L’Anses appelle l’attention des pouvoirs publics sur la nécessité de mieux informer sur les précautions d’utilisation de sprays ou diffuseurs à base d’huiles essentielles, en particulier les personnes atteintes de maladies respiratoires chroniques telles que l’asthme, en raison des substances irritantes potentiellement émises par ces produits.

  • Signalements des cas par les professionnels de santé

Afin de mieux recenser les potentiels effets respiratoires liés à ces produits, l’Agence recommande d’améliorer le recueil et le suivi des cas des personnes ayant présenté des symptômes respiratoires suite à l’utilisation de sprays ou diffuseurs. Pour cela, il est important que les médecins signalent ces cas aux CAP ou via le portail de signalement des évènements sanitaires indésirables.

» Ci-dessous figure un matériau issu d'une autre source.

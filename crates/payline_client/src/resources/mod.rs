//! Typed resource clients.
//!
//! Each client is a cheap handle over a [`PaylineClient`]. Write calls
//! validate their payload locally before anything reaches the rate limiter;
//! list calls go through a [`PaginationEngine`] backed by [`ListFetcher`].

mod customers;
mod ewallet;
mod invoices;
mod payment_methods;
mod sessions;

pub use customers::Customers;
pub use ewallet::EwalletCharges;
pub use invoices::Invoices;
pub use payment_methods::PaymentMethods;
pub use sessions::Sessions;

use crate::{ApiRequest, PaylineClient};
use async_trait::async_trait;
use payline_core::{Identifiable, ListEnvelope, Page, PageRequest, Validate};
use payline_error::{PaylineResult, ValidationError};
use payline_pagination::{PageFetcher, PaginationEngine};
use serde::Serialize;
use serde::de::DeserializeOwned;
use std::marker::PhantomData;
use tracing::debug;

/// Pagination engine over one list endpoint.
pub type ResourceEngine<T> = PaginationEngine<T, ListFetcher<T>>;

/// [`PageFetcher`] that `GET`s a list endpoint through the request pipeline.
pub struct ListFetcher<T> {
    client: PaylineClient,
    path: String,
    _item: PhantomData<fn() -> T>,
}

impl<T> ListFetcher<T> {
    /// Fetch pages of `path` with `client`.
    pub fn new(client: PaylineClient, path: impl Into<String>) -> Self {
        Self {
            client,
            path: path.into(),
            _item: PhantomData,
        }
    }

    /// List endpoint path.
    pub fn path(&self) -> &str {
        &self.path
    }
}

impl<T> std::fmt::Debug for ListFetcher<T> {
    fn fmt(&self, f: &mut std::fmt::Formatter<'_>) -> std::fmt::Result {
        f.debug_struct("ListFetcher")
            .field("path", &self.path)
            .finish_non_exhaustive()
    }
}

#[async_trait]
impl<T> PageFetcher<T> for ListFetcher<T>
where
    T: DeserializeOwned + Identifiable + Send + 'static,
{
    async fn fetch_page(&self, request: &PageRequest) -> PaylineResult<Page<T>> {
        let api_request = ApiRequest::get(self.path.as_str()).with_query(request.query_pairs());
        let envelope: ListEnvelope<T> = self.client.execute(api_request).await?;
        let page = envelope.into_page();
        debug!(path = %self.path, items = page.len(), has_more = page.has_more, "Fetched page");
        Ok(page)
    }
}

pub(crate) fn engine<T>(client: &PaylineClient, path: &str) -> ResourceEngine<T>
where
    T: DeserializeOwned + Identifiable + Send + 'static,
{
    PaginationEngine::new(ListFetcher::new(client.clone(), path))
}

/// Reject ids that are blank or would escape their path segment.
pub(crate) fn require_id<'a>(field: &str, id: &'a str) -> PaylineResult<&'a str> {
    if id.trim().is_empty() {
        return Err(ValidationError::single(field, "must not be empty").into());
    }
    if id.contains('/') || id.contains('?') || id.contains('#') {
        return Err(ValidationError::single(field, "must be a single path segment").into());
    }
    Ok(id)
}

/// Validate `body` and `POST` it with an idempotency key.
///
/// A fresh UUID v4 key is generated when the caller supplies none.
pub(crate) async fn create<B, T>(
    client: &PaylineClient,
    path: &str,
    body: &B,
    idempotency_key: Option<&str>,
) -> PaylineResult<T>
where
    B: Validate + Serialize,
    T: DeserializeOwned,
{
    body.validate()?;
    let key = match idempotency_key {
        Some(key) if key.trim().is_empty() => {
            return Err(ValidationError::single("idempotency_key", "must not be empty").into());
        }
        Some(key) => key.to_string(),
        None => uuid::Uuid::new_v4().to_string(),
    };
    let request = ApiRequest::post(path)
        .with_idempotency_key(key)
        .with_json(body)?;
    client.execute(request).await
}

Lien : https://signalement.social-sante.gouv.fr/psig_ihm_utilisateurs/index.html#/accueil

  • Limiter les sources de polluants intérieurs et bien aérer les espaces clos

De façon générale, pour prévenir les risques liés à une mauvaise qualité de l’air intérieur, il convient en premier lieu de limiter les sources de polluants intérieurs, et en second lieu de ventiler et aérer les espaces clos. Cette recommandation s’applique également à l’utilisation de sprays ou diffuseurs à base d’huiles essentielles.

  • Acquérir davantage de connaissances pour mieux caractériser les potentiels effets néfastes sur la santé

Il existe peu de données dans la littérature scientifique concernant les effets sur la santé des sprays et diffuseurs à base d’huiles essentielles. En effet, les publications analysées fournissent quelques résultats mais qui restent insuffisants pour tirer des conclusions sans équivoque. Cette incertitude appelle à la vigilance, quant à des effets respiratoires ou cutanés en particulier.

L’Anses insiste donc sur la nécessité d’engager de nouvelles études indépendantes sur les huiles essentielles utilisées seules et en mélange afin de mieux caractériser les potentiels effets néfastes sur la santé, à court et à long terme.